Cambodia today is a complex and often times strained mix of its ancient history on the one hand and it’s relative newness as a country on the other. Once a mighty power in the region, the Khmer empire dominated much of Southeast Asia; including modern day Thailand, Laos and Vietnam. The famous temple of Angkor Wat is just one of the hundreds of ruins that remain from the once great city of Angkor, the seat of power in the Khmer Empire. The city was the largest in pre-industrial history with over a million inhabitants and covering an area larger than Manhattan.  

Angkor and the Khmer empire went in to decline in the 1500’s and the jungle reclaimed the city. It would remain lost through Cambodia’s dark ages until its rediscovery by French explorers during the colonial era. From 1887 to 1953, Cambodia formed part of French Indochina along with Laos and Vietnam. Although this period was relatively prosperous, the nation lacked sovereignty and real leadership as the French manipulated and installed puppet kings and altered the borders on several occasions. After a brief spell of Japanese occupation during the Second World War, Cambodia eventually became an independent country in 1953, officially as the Kingdom of Cambodia.

For the first time in over 500 years, Cambodia was an independent nation, not under occupation by far off lands, or under siege from its neighbors.
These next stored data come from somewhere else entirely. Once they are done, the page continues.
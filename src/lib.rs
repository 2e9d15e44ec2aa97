//! Chagbot: a Discord bot that relays chat to a text-generation backend and
//! serves random pictures without uploading the same file twice.

pub mod backend;
pub mod config;
pub mod dispatch;
pub mod error;
pub mod media;
pub mod messaging;
pub mod supervisor;
#[cfg(test)]
pub(crate) mod testing;

pub use error::{Error, Result};

use serde::{Deserialize, Serialize};

/// Inbound message from the messaging platform.
///
/// Produced by the platform session and consumed once by the dispatcher.
#[derive(Debug, Clone, Serialize, Deserialize)]
pub struct InboundMessage {
    pub id: String,
    /// Adapter name (e.g. "discord").
    pub source: String,
    /// Channel the message arrived in. Replies go back here.
    pub conversation_id: String,
    pub sender_id: String,
    /// Display label of the author, as shown to users and sent to the backend.
    pub author_label: String,
    pub content: String,
    /// True when the bot's own account authored the message.
    pub from_self: bool,
    pub timestamp: chrono::DateTime<chrono::Utc>,
}

impl InboundMessage {
    /// Build a message for the given channel with default ids and timestamp.
    pub fn new(
        source: impl Into<String>,
        conversation_id: impl Into<String>,
        author_label: impl Into<String>,
        content: impl Into<String>,
    ) -> Self {
        let author_label = author_label.into();
        Self {
            id: String::new(),
            source: source.into(),
            conversation_id: conversation_id.into(),
            sender_id: author_label.clone(),
            author_label,
            content: content.into(),
            from_self: false,
            timestamp: chrono::Utc::now(),
        }
    }
}

/// Result of a successful file upload to the platform.
#[derive(Debug, Clone, PartialEq, Eq, Serialize, Deserialize)]
pub struct UploadReceipt {
    /// Id of the platform message that carried the file.
    pub message_id: String,
    /// Durable URL of the hosted attachment.
    pub url: String,
}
This period was short lived however, the Vietnamese war spilled over into Cambodia and tensions in the eastern provinces rose until 1970, when General Lon Nol lead a military coup which ousted the king. This period also saw the infamous illegal bombing of and invasion by the USA in their attempts to cut off the Viet Kong and their Cambodian counterparts, the Khmer Rouge. It is widely agreed that the US involvement in the Vietnamese war, and the subsequent bombing of Cambodia which forced 2 million Cambodians to become refugees, gave the Khmer Rouge great support amongst the rural communities. This support was turned against Lon Nol’s government and in April 1975, the Khmer Rouge stormed Phnom Penh.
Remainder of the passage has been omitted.